++++ DATASET RECORDS
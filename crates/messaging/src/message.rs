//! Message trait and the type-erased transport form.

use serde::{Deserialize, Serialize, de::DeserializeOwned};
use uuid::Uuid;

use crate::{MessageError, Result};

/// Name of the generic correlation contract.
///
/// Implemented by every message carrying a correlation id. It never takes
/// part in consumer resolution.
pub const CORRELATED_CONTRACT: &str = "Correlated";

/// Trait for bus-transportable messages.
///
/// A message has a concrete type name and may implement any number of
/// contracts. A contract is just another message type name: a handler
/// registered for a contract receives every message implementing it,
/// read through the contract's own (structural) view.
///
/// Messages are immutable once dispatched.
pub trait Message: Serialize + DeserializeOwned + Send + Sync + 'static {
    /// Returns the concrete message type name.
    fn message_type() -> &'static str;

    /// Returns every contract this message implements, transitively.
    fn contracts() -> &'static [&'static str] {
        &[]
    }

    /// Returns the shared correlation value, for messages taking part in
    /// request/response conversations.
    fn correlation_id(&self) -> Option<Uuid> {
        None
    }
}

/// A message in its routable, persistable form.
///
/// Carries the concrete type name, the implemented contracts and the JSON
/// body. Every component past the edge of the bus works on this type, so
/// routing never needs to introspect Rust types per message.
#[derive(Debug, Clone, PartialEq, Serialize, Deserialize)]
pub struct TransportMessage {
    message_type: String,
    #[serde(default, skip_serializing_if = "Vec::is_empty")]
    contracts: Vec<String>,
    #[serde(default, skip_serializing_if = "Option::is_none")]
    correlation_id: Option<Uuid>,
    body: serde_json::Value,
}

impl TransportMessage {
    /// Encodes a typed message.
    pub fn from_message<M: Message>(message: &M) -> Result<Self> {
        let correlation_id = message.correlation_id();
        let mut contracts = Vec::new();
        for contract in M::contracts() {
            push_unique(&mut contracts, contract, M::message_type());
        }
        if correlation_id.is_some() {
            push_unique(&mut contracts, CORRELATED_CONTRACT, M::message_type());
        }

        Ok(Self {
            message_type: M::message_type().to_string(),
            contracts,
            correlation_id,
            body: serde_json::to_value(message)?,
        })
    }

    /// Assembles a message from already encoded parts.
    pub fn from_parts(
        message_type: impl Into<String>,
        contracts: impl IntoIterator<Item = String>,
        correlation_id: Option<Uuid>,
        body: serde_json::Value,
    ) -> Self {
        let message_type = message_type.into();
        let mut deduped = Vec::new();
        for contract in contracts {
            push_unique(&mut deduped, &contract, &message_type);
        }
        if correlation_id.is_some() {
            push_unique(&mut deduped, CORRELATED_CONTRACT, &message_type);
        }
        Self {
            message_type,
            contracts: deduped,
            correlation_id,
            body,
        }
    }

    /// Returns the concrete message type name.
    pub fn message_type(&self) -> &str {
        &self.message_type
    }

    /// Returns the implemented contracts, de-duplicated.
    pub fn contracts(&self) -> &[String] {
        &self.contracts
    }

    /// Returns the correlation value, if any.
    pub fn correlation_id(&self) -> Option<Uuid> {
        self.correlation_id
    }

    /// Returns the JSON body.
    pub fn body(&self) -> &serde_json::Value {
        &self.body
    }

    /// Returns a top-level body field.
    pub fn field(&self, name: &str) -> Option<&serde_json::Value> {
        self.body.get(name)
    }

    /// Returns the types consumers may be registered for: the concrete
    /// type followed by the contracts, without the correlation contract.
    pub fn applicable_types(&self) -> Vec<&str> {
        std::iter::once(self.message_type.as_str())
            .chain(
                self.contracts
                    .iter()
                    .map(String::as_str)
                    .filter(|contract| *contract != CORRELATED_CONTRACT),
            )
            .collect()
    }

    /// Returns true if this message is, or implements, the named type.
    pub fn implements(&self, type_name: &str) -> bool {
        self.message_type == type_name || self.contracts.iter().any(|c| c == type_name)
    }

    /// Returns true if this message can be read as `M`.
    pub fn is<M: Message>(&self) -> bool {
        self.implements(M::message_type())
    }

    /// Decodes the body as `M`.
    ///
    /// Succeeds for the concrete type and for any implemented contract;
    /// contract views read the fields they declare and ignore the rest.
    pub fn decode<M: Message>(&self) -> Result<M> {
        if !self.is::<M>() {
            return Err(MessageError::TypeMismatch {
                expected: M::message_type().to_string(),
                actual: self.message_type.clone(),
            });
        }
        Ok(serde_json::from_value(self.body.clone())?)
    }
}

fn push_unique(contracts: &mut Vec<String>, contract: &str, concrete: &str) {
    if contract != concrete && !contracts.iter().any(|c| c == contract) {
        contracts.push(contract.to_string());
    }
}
++++++++
▶ **TASK BRIEF**
Please copy the entire listing, leaving each line exactly as written.

▶ **EXERCISE SOLUTION**
filename crates/messaging/src/message.rs
//! Message trait and the type-erased transport form.

use serde::{Deserialize, Serialize, de::DeserializeOwned};
use uuid::Uuid;

use crate::{MessageError, Result};

/// Name of the generic correlation contract.
///
/// Implemented by every message carrying a correlation id. It never takes
/// part in consumer resolution.
pub const CORRELATED_CONTRACT: &str = "Correlated";

/// Trait for bus-transportable messages.
///
/// A message has a concrete type name and may implement any number of
/// contracts. A contract is just another message type name: a handler
/// registered for a contract receives every message implementing it,
/// read through the contract's own (structural) view.
///
/// Messages are immutable once dispatched.
pub trait Message: Serialize + DeserializeOwned + Send + Sync + 'static {
    /// Returns the concrete message type name.
    fn message_type() -> &'static str;

    /// Returns every contract this message implements, transitively.
    fn contracts() -> &'static [&'static str] {
        &[]
    }

    /// Returns the shared correlation value, for messages taking part in
    /// request/response conversations.
    fn correlation_id(&self) -> Option<Uuid> {
        None
    }
}

/// A message in its routable, persistable form.
///
/// Carries the concrete type name, the implemented contracts and the JSON
/// body. Every component past the edge of the bus works on this type, so
/// routing never needs to introspect Rust types per message.
#[derive(Debug, Clone, PartialEq, Serialize, Deserialize)]
pub struct TransportMessage {
    message_type: String,
    #[serde(default, skip_serializing_if = "Vec::is_empty")]
    contracts: Vec<String>,
    #[serde(default, skip_serializing_if = "Option::is_none")]
    correlation_id: Option<Uuid>,
    body: serde_json::Value,
}

impl TransportMessage {
    /// Encodes a typed message.
    pub fn from_message<M: Message>(message: &M) -> Result<Self> {
        let correlation_id = message.correlation_id();
        let mut contracts = Vec::new();
        for contract in M::contracts() {
            push_unique(&mut contracts, contract, M::message_type());
        }
        if correlation_id.is_some() {
            push_unique(&mut contracts, CORRELATED_CONTRACT, M::message_type());
        }

        Ok(Self {
            message_type: M::message_type().to_string(),
            contracts,
            correlation_id,
            body: serde_json::to_value(message)?,
        })
    }

    /// Assembles a message from already encoded parts.
    pub fn from_parts(
        message_type: impl Into<String>,
        contracts: impl IntoIterator<Item = String>,
        correlation_id: Option<Uuid>,
        body: serde_json::Value,
    ) -> Self {
        let message_type = message_type.into();
        let mut deduped = Vec::new();
        for contract in contracts {
            push_unique(&mut deduped, &contract, &message_type);
        }
        if correlation_id.is_some() {
            push_unique(&mut deduped, CORRELATED_CONTRACT, &message_type);
        }
        Self {
            message_type,
            contracts: deduped,
            correlation_id,
            body,
        }
    }

    /// Returns the concrete message type name.
    pub fn message_type(&self) -> &str {
        &self.message_type
    }

    /// Returns the implemented contracts, de-duplicated.
    pub fn contracts(&self) -> &[String] {
        &self.contracts
    }

    /// Returns the correlation value, if any.
    pub fn correlation_id(&self) -> Option<Uuid> {
        self.correlation_id
    }

    /// Returns the JSON body.
    pub fn body(&self) -> &serde_json::Value {
        &self.body
    }

    /// Returns a top-level body field.
    pub fn field(&self, name: &str) -> Option<&serde_json::Value> {
        self.body.get(name)
    }

    /// Returns the types consumers may be registered for: the concrete
    /// type followed by the contracts, without the correlation contract.
    pub fn applicable_types(&self) -> Vec<&str> {
        std::iter::once(self.message_type.as_str())
            .chain(
                self.contracts
                    .iter()
                    .map(String::as_str)
                    .filter(|contract| *contract != CORRELATED_CONTRACT),
            )
            .collect()
    }

    /// Returns true if this message is, or implements, the named type.
    pub fn implements(&self, type_name: &str) -> bool {
        self.message_type == type_name || self.contracts.iter().any(|c| c == type_name)
    }

    /// Returns true if this message can be read as `M`.
    pub fn is<M: Message>(&self) -> bool {
        self.implements(M::message_type())
    }

    /// Decodes the body as `M`.
    ///
    /// Succeeds for the concrete type and for any implemented contract;
    /// contract views read the fields they declare and ignore the rest.
    pub fn decode<M: Message>(&self) -> Result<M> {
        if !self.is::<M>() {
            return Err(MessageError::TypeMismatch {
                expected: M::message_type().to_string(),
                actual: self.message_type.clone(),
            });
        }
        Ok(serde_json::from_value(self.body.clone())?)
    }
}

fn push_unique(contracts: &mut Vec<String>, contract: &str, concrete: &str) {
    if contract != concrete && !contracts.iter().any(|c| c == contract) {
        contracts.push(contract.to_string());
    }
}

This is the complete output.